Search code examples
excelvbaweb-scrapingserverxmlhttp

The script works well when I use MSXML2.XMLHTTP.6.0, but it fails miserably when I switch to MSXML2.serverXMLHTTP.6.0


I've created a script in VBA to scrape breadcrumbs from a webpage using XML HTTP requests. The script works well when I implement the ActiveX component MSXML2.XMLHTTP.6.0, but it fails miserably when I switch to MSXML2.serverXMLHTTP.6.0.

As I've got a plan to use proxies within the script, it is necessary that I stick with MSXML2.serverXMLHTTP.6.0. However, the seond script doesn't work. To let you know, when I print the .responseText, I see gibberish content within it, as in the following:

??GN?!v:h??_??Og<]?????X ?6??'o??F??6 ?uh????x?r???????sP??????????[B??k????]??????yC????'???L???????,*?Z????? ?vX ?c?q\t?j??????K?|???P 7??k?y?<;?>????a?*P1????w???[?T?/f?? ?7?gn??V<E?Z??6t:??1??????E'v?1?? ?w??+??????-aD????wy?.
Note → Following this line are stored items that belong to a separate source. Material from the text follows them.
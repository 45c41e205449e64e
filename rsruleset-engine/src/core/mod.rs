pub mod bucket;
pub mod category;
pub mod provenance;
pub mod segment;

pub use bucket::Bucket;
pub use category::Category;
pub use provenance::Provenance;
pub use segment::{SegmentAggregator, SegmentSet};
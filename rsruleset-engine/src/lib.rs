// 核心公共结构体+枚举（分段/来源/分类）
pub mod core;
// 单行规则分类器（严格/宽松两种模式）
pub mod classifier;
// 统一规则集的二次归一化
pub mod unified;
// IP 字面量 / CIDR 解析
pub mod ip;
// 内核错误定义
pub mod error;

// 顶层导出常用类型
pub use classifier::{ClassifiedLine, ClassifyMode, LineClassifier, RuleLine, RuleType};
pub use core::{Bucket, Category, Provenance, SegmentAggregator, SegmentSet};
pub use error::{EngineError, EngineResult, MalformedKind};
pub use unified::{DefaultBucketPolicy, MergeOptions, UnifiedNormalizer};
Using MSXML2.XMLHTTP.6.0 (works flawlessly):

Option Explicit
Sub GrabInfo()
    Const Url$ = "https://www.amazon.com/gp/product/B00FQT4LX2?th=1"
    Dim oHttp As Object, Html As HTMLDocument, breadCrumbs$

    Set Html = New HTMLDocument
    Set oHttp = CreateObject("MSXML2.XMLHTTP.6.0")

    With oHttp
        .Open "GET", Url, True
        .setRequestHeader "User-Agent", "Mozilla/5.0 (Windows NT 6.1) AppleWebKit/537.36 (KHTML, like Gecko) Chrome/88.0.4324.150 Safari/537.36"
        .send
        While .readyState < 4: DoEvents: Wend
        MsgBox "Status code: " & .Status
        Html.body.innerHTML = .responseText
        breadCrumbs = Html.querySelector("#wayfinding-breadcrumbs_feature_div")
        MsgBox breadCrumbs
    End With
End Sub

Using MSXML2.serverXMLHTTP.6.0 (throwing an error showing Object Variable or With block variable not set):

Option Explicit
Sub GrabInfo()
    Const Url$ = "https://www.amazon.com/gp/product/B00FQT4LX2?th=1"
    Dim oHttp As Object, Html As HTMLDocument, breadCrumbs$

    Set Html = New HTMLDocument
    Set oHttp = CreateObject("MSXML2.serverXMLHTTP.6.0")

    With oHttp
        .Open "GET", Url, True
        .setRequestHeader "User-Agent", "Mozilla/5.0 (Windows NT 6.1) AppleWebKit/537.36 (KHTML, like Gecko) Chrome/88.0.4324.150 Safari/537.36"
        .send
        While .readyState < 4: DoEvents: Wend
        MsgBox "Status code: " & .Status
        Html.body.innerHTML = .responseText
        breadCrumbs = Html.querySelector("#wayfinding-breadcrumbs_feature_div")
        MsgBox breadCrumbs
    End With
End Sub

How can I make the second script built on MSXML2.serverXMLHTTP.6.0 work?


Solution

  • I tried your code and got the same "glibberish" response. However, removing the statement setRequestHeader (where you set the user agent) solved that issue and the response was readable, while using a different User agent (the one suggested here) resulted in the strange response.

    Note that the result of Html.querySelector is an object, not a string and you should use

    Dim breadCrumbs as Object        
    Set breadCrumbs = Html.querySelector("#wayfinding-breadcrumbs_feature_div")
    MsgBox breadCrumbs.innerHTML